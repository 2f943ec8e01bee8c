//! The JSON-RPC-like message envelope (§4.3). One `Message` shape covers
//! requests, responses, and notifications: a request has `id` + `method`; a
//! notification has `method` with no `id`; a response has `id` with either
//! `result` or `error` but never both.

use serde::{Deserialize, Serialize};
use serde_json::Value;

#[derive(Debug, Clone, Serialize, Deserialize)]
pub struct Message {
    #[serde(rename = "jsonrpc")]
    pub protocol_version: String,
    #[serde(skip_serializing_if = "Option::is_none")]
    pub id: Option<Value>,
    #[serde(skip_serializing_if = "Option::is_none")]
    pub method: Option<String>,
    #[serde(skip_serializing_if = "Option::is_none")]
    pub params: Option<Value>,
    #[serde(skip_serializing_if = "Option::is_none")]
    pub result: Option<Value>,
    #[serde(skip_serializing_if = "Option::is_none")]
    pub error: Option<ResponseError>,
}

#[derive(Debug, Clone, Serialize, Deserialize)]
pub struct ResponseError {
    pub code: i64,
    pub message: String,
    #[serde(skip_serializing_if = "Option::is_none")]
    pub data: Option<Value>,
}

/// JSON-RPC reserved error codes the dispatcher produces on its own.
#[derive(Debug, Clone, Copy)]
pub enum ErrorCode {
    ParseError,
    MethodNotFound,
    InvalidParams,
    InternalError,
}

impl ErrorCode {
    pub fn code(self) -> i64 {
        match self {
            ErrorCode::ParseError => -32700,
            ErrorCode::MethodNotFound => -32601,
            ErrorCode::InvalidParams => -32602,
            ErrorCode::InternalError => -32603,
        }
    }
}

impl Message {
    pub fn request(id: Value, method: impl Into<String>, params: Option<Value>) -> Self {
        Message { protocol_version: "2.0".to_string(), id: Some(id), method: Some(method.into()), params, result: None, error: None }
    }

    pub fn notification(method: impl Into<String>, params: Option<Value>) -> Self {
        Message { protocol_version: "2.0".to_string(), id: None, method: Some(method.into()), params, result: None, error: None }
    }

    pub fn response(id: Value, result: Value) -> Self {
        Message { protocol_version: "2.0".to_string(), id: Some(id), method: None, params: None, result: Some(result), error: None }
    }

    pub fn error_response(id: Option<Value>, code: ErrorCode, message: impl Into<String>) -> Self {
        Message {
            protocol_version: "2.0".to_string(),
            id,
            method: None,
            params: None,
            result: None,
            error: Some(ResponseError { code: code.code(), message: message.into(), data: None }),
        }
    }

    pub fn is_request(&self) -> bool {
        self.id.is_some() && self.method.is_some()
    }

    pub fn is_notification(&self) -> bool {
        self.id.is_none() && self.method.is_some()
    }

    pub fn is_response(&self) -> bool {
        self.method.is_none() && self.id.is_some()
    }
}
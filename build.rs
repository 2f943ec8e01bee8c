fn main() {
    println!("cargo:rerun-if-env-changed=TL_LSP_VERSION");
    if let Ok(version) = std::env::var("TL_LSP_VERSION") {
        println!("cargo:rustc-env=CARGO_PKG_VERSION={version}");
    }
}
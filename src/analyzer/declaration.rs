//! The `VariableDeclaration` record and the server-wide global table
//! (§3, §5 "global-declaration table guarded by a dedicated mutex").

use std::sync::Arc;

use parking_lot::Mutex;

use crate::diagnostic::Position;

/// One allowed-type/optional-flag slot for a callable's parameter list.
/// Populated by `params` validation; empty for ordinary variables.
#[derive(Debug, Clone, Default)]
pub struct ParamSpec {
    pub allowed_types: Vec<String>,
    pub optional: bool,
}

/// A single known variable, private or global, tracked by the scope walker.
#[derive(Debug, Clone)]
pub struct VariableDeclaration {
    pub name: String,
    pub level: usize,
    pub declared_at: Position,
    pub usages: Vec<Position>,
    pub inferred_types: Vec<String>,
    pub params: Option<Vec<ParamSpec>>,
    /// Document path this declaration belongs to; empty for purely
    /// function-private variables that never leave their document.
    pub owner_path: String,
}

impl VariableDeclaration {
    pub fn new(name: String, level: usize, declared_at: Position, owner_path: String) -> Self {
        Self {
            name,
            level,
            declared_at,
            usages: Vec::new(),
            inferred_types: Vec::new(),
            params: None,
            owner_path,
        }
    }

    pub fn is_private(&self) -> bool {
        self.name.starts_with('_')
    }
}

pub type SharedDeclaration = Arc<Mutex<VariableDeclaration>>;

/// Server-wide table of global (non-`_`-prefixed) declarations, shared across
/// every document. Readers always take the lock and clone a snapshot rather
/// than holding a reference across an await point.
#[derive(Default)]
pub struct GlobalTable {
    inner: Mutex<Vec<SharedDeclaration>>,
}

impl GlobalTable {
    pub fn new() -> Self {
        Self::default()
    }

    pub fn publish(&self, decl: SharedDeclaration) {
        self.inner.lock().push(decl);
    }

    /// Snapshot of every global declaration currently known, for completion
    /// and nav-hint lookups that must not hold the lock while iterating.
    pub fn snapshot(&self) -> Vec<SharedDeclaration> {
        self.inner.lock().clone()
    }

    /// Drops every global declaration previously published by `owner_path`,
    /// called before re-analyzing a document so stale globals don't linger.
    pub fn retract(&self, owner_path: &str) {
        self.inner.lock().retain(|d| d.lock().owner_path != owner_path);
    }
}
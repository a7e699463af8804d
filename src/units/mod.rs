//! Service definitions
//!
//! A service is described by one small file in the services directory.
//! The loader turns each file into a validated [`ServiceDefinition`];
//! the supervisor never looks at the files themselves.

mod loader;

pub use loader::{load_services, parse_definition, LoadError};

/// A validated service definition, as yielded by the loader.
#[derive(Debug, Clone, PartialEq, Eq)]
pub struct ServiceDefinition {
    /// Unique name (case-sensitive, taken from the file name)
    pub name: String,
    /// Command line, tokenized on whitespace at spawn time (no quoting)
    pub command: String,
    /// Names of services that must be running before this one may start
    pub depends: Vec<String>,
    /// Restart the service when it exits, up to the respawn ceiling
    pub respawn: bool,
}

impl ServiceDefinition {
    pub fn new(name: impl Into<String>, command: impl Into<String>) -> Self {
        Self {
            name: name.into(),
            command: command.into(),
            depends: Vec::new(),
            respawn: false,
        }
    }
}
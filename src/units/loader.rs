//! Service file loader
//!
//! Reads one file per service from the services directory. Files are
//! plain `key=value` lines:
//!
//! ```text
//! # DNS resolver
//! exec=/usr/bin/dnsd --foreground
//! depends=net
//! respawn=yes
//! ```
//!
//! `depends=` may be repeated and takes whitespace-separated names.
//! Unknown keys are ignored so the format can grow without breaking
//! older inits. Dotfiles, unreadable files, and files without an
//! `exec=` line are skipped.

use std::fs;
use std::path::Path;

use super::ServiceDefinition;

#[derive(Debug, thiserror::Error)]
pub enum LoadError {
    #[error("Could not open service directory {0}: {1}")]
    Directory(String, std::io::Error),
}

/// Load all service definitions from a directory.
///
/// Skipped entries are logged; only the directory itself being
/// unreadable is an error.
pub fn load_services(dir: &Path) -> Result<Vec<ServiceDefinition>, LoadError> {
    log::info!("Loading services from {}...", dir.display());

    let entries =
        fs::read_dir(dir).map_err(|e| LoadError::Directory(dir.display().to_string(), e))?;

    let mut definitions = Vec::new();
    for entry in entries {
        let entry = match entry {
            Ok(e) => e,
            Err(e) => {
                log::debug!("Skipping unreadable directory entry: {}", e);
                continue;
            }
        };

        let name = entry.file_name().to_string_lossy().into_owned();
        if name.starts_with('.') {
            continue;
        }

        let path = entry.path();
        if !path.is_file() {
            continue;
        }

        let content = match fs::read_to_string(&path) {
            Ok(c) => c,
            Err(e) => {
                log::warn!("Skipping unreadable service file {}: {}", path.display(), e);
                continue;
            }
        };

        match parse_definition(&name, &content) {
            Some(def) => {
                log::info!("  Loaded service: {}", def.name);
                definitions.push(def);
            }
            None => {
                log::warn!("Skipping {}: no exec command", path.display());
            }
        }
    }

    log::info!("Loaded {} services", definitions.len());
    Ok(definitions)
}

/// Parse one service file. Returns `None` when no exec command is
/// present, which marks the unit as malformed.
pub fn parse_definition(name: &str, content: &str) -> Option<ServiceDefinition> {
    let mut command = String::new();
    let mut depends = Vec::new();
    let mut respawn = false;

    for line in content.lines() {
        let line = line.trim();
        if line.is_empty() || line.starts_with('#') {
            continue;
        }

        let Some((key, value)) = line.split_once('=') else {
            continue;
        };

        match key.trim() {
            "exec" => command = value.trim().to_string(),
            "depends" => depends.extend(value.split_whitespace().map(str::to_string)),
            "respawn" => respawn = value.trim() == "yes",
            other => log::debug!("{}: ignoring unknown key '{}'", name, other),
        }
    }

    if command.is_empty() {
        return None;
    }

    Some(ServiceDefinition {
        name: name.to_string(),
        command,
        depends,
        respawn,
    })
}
■ ■ ■ ■
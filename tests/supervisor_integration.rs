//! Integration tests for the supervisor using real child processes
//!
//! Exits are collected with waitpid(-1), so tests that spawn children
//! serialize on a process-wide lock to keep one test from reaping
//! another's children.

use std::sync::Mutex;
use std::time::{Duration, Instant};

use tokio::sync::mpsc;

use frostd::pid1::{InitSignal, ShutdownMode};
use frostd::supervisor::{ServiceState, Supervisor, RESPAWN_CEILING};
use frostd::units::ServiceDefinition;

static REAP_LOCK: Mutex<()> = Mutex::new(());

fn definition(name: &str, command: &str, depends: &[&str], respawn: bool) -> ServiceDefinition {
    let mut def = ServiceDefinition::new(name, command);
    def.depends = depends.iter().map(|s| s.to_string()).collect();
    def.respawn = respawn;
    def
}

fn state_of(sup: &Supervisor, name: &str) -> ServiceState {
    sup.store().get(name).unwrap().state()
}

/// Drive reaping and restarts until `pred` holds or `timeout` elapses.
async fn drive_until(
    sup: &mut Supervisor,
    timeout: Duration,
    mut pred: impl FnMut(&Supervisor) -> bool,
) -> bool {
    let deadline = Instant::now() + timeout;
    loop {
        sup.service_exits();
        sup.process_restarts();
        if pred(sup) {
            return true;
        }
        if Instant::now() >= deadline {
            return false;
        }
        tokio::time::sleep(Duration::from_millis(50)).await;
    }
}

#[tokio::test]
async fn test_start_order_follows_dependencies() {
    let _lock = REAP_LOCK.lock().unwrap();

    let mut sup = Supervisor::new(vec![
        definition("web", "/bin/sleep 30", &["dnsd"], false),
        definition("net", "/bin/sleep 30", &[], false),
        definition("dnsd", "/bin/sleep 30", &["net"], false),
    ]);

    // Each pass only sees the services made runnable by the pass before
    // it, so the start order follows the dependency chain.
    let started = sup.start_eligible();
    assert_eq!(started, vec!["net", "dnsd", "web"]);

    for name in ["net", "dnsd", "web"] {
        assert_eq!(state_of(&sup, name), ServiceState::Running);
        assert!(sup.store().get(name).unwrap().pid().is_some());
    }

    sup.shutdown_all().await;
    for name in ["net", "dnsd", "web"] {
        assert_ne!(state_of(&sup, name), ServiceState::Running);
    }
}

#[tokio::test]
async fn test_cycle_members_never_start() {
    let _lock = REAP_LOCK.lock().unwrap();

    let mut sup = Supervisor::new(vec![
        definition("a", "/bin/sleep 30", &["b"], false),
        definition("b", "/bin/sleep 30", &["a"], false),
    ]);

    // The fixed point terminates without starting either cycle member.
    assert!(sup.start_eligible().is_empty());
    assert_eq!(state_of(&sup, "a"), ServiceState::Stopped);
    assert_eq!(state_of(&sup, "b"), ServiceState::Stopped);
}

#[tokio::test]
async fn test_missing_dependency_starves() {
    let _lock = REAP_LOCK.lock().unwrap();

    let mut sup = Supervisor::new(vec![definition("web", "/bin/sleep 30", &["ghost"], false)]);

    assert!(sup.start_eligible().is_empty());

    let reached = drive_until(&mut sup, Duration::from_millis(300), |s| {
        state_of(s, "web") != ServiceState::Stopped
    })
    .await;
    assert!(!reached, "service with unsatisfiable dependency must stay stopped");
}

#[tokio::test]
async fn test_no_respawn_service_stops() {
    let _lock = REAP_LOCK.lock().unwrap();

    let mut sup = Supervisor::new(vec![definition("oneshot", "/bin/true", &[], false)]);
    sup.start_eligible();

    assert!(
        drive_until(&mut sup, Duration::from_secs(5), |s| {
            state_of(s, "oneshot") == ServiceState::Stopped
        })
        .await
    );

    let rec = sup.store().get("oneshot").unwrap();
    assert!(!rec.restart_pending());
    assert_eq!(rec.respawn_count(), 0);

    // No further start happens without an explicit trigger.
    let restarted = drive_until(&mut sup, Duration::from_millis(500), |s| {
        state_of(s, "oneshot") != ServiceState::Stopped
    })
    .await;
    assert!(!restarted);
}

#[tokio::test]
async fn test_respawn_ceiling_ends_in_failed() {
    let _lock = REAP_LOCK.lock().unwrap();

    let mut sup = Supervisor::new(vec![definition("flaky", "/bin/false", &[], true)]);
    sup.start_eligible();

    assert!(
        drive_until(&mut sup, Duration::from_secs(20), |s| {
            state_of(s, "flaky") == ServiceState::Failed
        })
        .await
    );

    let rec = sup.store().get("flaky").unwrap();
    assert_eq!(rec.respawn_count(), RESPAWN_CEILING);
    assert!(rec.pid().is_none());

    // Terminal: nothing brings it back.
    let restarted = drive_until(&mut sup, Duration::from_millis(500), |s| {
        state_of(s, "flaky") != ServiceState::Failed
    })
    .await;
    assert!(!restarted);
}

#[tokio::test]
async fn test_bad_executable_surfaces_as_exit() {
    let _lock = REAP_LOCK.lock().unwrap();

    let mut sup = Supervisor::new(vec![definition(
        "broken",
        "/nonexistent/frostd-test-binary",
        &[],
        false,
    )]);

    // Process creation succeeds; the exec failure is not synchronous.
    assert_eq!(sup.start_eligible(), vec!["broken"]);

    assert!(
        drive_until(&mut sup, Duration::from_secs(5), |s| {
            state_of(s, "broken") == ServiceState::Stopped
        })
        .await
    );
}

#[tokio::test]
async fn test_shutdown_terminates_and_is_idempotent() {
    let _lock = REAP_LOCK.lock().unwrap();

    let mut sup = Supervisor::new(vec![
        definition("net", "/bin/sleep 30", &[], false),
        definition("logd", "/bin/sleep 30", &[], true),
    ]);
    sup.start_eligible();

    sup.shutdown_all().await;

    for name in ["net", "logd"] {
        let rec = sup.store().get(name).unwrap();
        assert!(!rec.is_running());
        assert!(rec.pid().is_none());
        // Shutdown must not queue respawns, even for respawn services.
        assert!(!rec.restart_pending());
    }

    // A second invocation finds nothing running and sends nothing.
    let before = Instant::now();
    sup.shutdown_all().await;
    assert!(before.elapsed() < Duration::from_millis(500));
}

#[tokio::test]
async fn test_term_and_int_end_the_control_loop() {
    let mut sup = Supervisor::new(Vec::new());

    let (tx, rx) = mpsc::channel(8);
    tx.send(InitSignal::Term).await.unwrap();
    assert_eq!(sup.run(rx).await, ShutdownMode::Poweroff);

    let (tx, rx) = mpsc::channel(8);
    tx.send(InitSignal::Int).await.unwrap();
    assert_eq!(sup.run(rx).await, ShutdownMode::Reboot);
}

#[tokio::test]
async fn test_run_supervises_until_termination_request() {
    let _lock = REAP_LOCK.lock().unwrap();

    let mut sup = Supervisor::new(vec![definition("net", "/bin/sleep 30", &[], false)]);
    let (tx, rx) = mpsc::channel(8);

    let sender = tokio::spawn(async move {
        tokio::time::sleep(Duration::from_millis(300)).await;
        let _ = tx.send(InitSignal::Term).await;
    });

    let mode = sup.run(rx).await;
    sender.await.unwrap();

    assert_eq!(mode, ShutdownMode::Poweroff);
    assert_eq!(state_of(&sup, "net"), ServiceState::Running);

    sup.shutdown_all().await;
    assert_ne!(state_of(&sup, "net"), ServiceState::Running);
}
■ ■ ■ ■
> **WORK REQUEST**
Pull every line containing "inner" from the entries above and copy it.

> **YOUR RESPONSE**
    inner: Mutex<Vec<SharedDeclaration>>,
        self.inner.lock().push(decl);
        self.inner.lock().clone()
        self.inner.lock().retain(|d| d.lock().owner_path != owner_path);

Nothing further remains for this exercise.